Shit, another unexpected question. She knew damn well that there was violence involved, but he suspected she didn’t want to put the words in his mouth by asking Did he hit you? Or did he beat you? Which was it? Because there was definitely a difference. He’d lived through both, and he knew.
“He was inconsistent,” he told her. “I hated him because he was so freaking inconsistent. One day he’d beat the shit out of me for not cleaning my room, and the next he’d beat the shit out of me because my room was too clean—that meant I was namby-pamby, you know, a mother’s boy. If he’d given me rules, I would’ve followed them. Instead, he kept me guessing.”
“If he’d given you rules, then he wouldn’t have been able to beat you up,” she said.
“Yeah, you’re probably right. He was such an asshole. But he taught me a hell of a lot about pain management.” Ken laughed.
“That’s not funny.” Savannah’s voice was tight.
“No,” he said, sobering. “You’re right. It’s not. He . . . he didn’t know what to do with me. He was a football player—college ball.

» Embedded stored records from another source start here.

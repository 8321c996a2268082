//! I2C controller-mode engines
//!
//! Layering, leaves first:
//!
//! - [`iobuf`] - open-drain resolution of our drive against the bus
//! - [`bit_rx`] - SDA/SCL sampling, START/STOP detection, stretch detection
//! - [`bit_tx`] - one SCL cycle per symbol (bit, START, STOP)
//! - [`byte_tx`] / [`byte_rx`] - eight bits plus the ack slot
//! - [`controller`] - transaction sequencing and the host surface

pub mod bit_rx;
pub mod bit_tx;
pub mod byte_rx;
pub mod byte_tx;
pub mod controller;
pub mod iobuf;

pub use controller::{I2cController, I2cState};
pub use iobuf::IoBuf;

use serwire_hal::{Drive, Level};

/// Observed levels of both bus lines
#[derive(Debug, Clone, Copy, PartialEq, Eq)]
#[cfg_attr(feature = "defmt", derive(defmt::Format))]
pub struct I2cLines {
    pub scl: Level,
    pub sda: Level,
}

impl I2cLines {
    /// Both lines pulled up, no one driving
    pub const IDLE: Self = Self {
        scl: Level::High,
        sda: Level::High,
    };

    /// Check if the bus is idle (both lines high)
    pub fn is_idle(&self) -> bool {
        self.scl.is_high() && self.sda.is_high()
    }
}

impl Default for I2cLines {
    fn default() -> Self {
        Self::IDLE
    }
}

/// Open-drain drive of both bus lines
#[derive(Debug, Clone, Copy, PartialEq, Eq, Default)]
#[cfg_attr(feature = "defmt", derive(defmt::Format))]
pub struct I2cDrive {
    pub scl: Drive,
    pub sda: Drive,
}

impl I2cDrive {
    /// Both lines released
    pub const RELEASED: Self = Self {
        scl: Drive::Release,
        sda: Drive::Release,
    };

    /// Levels this drive contributes on its own
    pub fn levels(&self) -> I2cLines {
        I2cLines {
            scl: self.scl.level(),
            sda: self.sda.level(),
        }
    }

    /// Check if both lines are released
    pub fn is_released(&self) -> bool {
        self.scl.is_released() && self.sda.is_released()
    }
}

He coached the high school team in town. I was his only son, and this total freak.”
“In his eyes,” she pointed out.
“No, I really was a freak. I was skinny and kind of small for my age, which never helps when you’re a kid. I also always knew exactly what not to say in any given situation and I was completely unable to keep it from coming out of my mouth. I still have that problem some of the time. You know, blurting out the first stupid thing that comes into my head?”
“That doesn’t make you a freak.”
“It does when you’re in high school. I was like the antithesis of cool. I was a gearhead without any money to buy the gear, which is a bad combination.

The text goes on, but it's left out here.